### Task description
The answer must be one number: how many lines below contain the word "Serialize".

:::::

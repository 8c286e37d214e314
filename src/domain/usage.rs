//! Usage scenarios for projecting absolute costs from hourly prices.

use rust_decimal::Decimal;
use rust_decimal_macros::dec;
use serde::Serialize;

use super::error::DomainError;
use super::money::{month_hours, Hours, HOURS_PER_DAY};

/// How much GPU time the caller plans to rent.
///
/// Defaults to continuous single-instance use for 30 days.
#[derive(Debug, Clone, Copy, PartialEq, Eq, Serialize)]
pub struct UsageScenario {
    unit_count: u32,
    duration_days: u32,
    hours_per_day: Hours,
}

impl UsageScenario {
    /// Create a validated scenario.
    ///
    /// # Errors
    ///
    /// Returns [`DomainError::InvalidUsage`] unless `unit_count >= 1`,
    /// `duration_days >= 1` and `0 < hours_per_day <= 24`.
    pub fn try_new(
        unit_count: u32,
        duration_days: u32,
        hours_per_day: Hours,
    ) -> Result<Self, DomainError> {
        if unit_count == 0 {
            return Err(DomainError::InvalidUsage {
                field: "unit_count",
                reason: "must be at least 1".to_string(),
            });
        }
        if duration_days == 0 {
            return Err(DomainError::InvalidUsage {
                field: "duration_days",
                reason: "must be at least 1".to_string(),
            });
        }
        if hours_per_day <= Decimal::ZERO || hours_per_day > HOURS_PER_DAY {
            return Err(DomainError::InvalidUsage {
                field: "hours_per_day",
                reason: format!("must be within (0, 24], got {hours_per_day}"),
            });
        }
        Ok(Self {
            unit_count,
            duration_days,
            hours_per_day,
        })
    }

    #[must_use]
    pub fn unit_count(&self) -> u32 {
        self.unit_count
    }

    #[must_use]
    pub fn duration_days(&self) -> u32 {
        self.duration_days
    }

    #[must_use]
    pub fn hours_per_day(&self) -> Hours {
        self.hours_per_day
    }

    /// `unit_count * duration_days * hours_per_day`.
    #[must_use]
    pub fn total_hours(&self) -> Hours {
        Decimal::from(self.unit_count) * Decimal::from(self.duration_days) * self.hours_per_day
    }

    /// Instance-hours in an average month at this scenario's daily rate.
    #[must_use]
    pub fn monthly_hours(&self) -> Hours {
        Decimal::from(self.unit_count) * month_hours(self.hours_per_day)
    }
}

impl Default for UsageScenario {
    fn default() -> Self {
        Self {
            unit_count: 1,
            duration_days: 30,
            hours_per_day: dec!(24),
        }
    }
}
#[cfg(test)]
mod tests {
    use super::*;
    use crate::domain::ProviderId;
    use crate::error::Error;
    use rust_decimal_macros::dec;

    #[test]
    fn empty_config_uses_defaults() {
        let config = Config::parse_toml("").unwrap();
        assert_eq!(config.detector, DetectorConfig::default());
        assert_eq!(config.classifier.weights, ConfidenceWeights::default());
        assert_eq!(config.usage_scenario().unwrap(), UsageScenario::default());
        assert_eq!(config.ranking.sort, SortMode::Savings);
        assert_eq!(config.logging.format, "pretty");
    }

    #[test]
    fn parses_all_sections() {
        let toml = r#"
[logging]
level = "debug"
format = "json"

[detector]
min_percentage_savings = 25
min_price_difference = 0.5
min_providers = 3

[classifier]
default_reliability = 0.4

[classifier.weights]
availability = 0.5
density = 0.1

[classifier.reliability]
"Acme Cloud" = 0.85

[usage]
unit_count = 8
duration_days = 7
hours_per_day = 12

[ranking]
precision = "fp16"
sort = "confidence"
top = 5

[aliases]
"H100 NVL" = "H100"

[[gpu_specs]]
model = "B200"
fp32 = 80.0
fp16 = 2250.0
memory_gb = 192
architecture = "Blackwell"
"#;
        let config = Config::parse_toml(toml).unwrap();

        assert_eq!(config.logging.level, "debug");
        assert_eq!(config.detector.min_percentage_savings, dec!(25));
        assert_eq!(config.detector.min_price_difference, dec!(0.5));
        assert_eq!(config.detector.min_providers, 3);
        assert_eq!(config.ranking.precision, Precision::Fp16);
        assert_eq!(config.ranking.sort, SortMode::Confidence);
        assert_eq!(config.ranking.top, Some(5));

        let scenario = config.usage_scenario().unwrap();
        assert_eq!(scenario.total_hours(), dec!(672));

        let priors = config.reliability_priors();
        assert!((priors.prior_for(&ProviderId::new("acme-cloud")) - 0.85).abs() < 1e-9);
        assert!((priors.default_prior() - 0.4).abs() < 1e-9);

        let table = config.spec_table().unwrap();
        assert_eq!(table.lookup("b200").unwrap().architecture(), "Blackwell");
        assert_eq!(table.lookup("H100-NVL").unwrap().model(), "H100");
    }

    #[test]
    fn rejects_savings_threshold_out_of_range() {
        let result = Config::parse_toml("[detector]\nmin_percentage_savings = 100\n");
        assert!(matches!(
            result,
            Err(Error::Config(ConfigError::InvalidValue {
                field: "min_percentage_savings",
                ..
            }))
        ));
    }

    #[test]
    fn rejects_negative_price_difference() {
        let result = Config::parse_toml("[detector]\nmin_price_difference = -1\n");
        assert!(matches!(
            result,
            Err(Error::Config(ConfigError::InvalidValue {
                field: "min_price_difference",
                ..
            }))
        ));
    }

    #[test]
    fn rejects_single_provider_minimum() {
        let result = Config::parse_toml("[detector]\nmin_providers = 1\n");
        assert!(matches!(
            result,
            Err(Error::Config(ConfigError::InvalidValue {
                field: "min_providers",
                ..
            }))
        ));
    }

    #[test]
    fn rejects_weights_not_summing_to_one() {
        let result = Config::parse_toml("[classifier.weights]\navailability = 0.5\n");
        assert!(matches!(
            result,
            Err(Error::Config(ConfigError::InvalidValue {
                field: "classifier_weights",
                ..
            }))
        ));
    }

    #[test]
    fn rejects_out_of_range_prior() {
        let result = Config::parse_toml("[classifier.reliability]\naws = 1.5\n");
        assert!(matches!(
            result,
            Err(Error::Config(ConfigError::InvalidValue {
                field: "reliability",
                ..
            }))
        ));
    }

    #[test]
    fn rejects_invalid_usage() {
        let result = Config::parse_toml("[usage]\nhours_per_day = 30\n");
        assert!(matches!(
            result,
            Err(Error::Config(ConfigError::InvalidValue {
                field: "hours_per_day",
                ..
            }))
        ));
    }

    #[test]
    fn rejects_zero_top() {
        let result = Config::parse_toml("[ranking]\ntop = 0\n");
        assert!(matches!(
            result,
            Err(Error::Config(ConfigError::InvalidValue { field: "top", .. }))
        ));
    }

    #[test]
    fn rejects_dangling_alias() {
        let result = Config::parse_toml("[aliases]\n\"X9000\" = \"Z1\"\n");
        assert!(matches!(
            result,
            Err(Error::Config(ConfigError::InvalidValue {
                field: "aliases",
                ..
            }))
        ));
    }

    #[test]
    fn rejects_unknown_sort_mode() {
        let result = Config::parse_toml("[ranking]\nsort = \"latency\"\n");
        assert!(matches!(result, Err(Error::Config(ConfigError::Parse(_)))));
    }

    #[test]
    fn engine_uses_configured_thresholds() {
        let config = Config::parse_toml("[detector]\nmin_percentage_savings = 50\n").unwrap();
        let engine = config.engine().unwrap();
        assert_eq!(
            engine.config().detector.min_percentage_savings,
            dec!(50)
        );
    }
}
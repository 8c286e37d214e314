//! Trait definitions (hexagonal ports). Depend only on domain.
//!
//! Ports are the seams between the pure engine and the outside world:
//! where price records come from and where finished reports go.
//!
//! ```text
//!   ┌─────────────┐      ┌─────────────────────┐      ┌──────────────┐
//!   │ PriceSource │ ───▶ │ Engine (application)│ ───▶ │ReportExporter│
//!   └─────────────┘      └─────────────────────┘      └──────────────┘
//! ```

pub mod outbound;

pub use outbound::export::ReportExporter;
pub use outbound::source::{PriceSource, SourceBatch};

:::::

### Task solution
2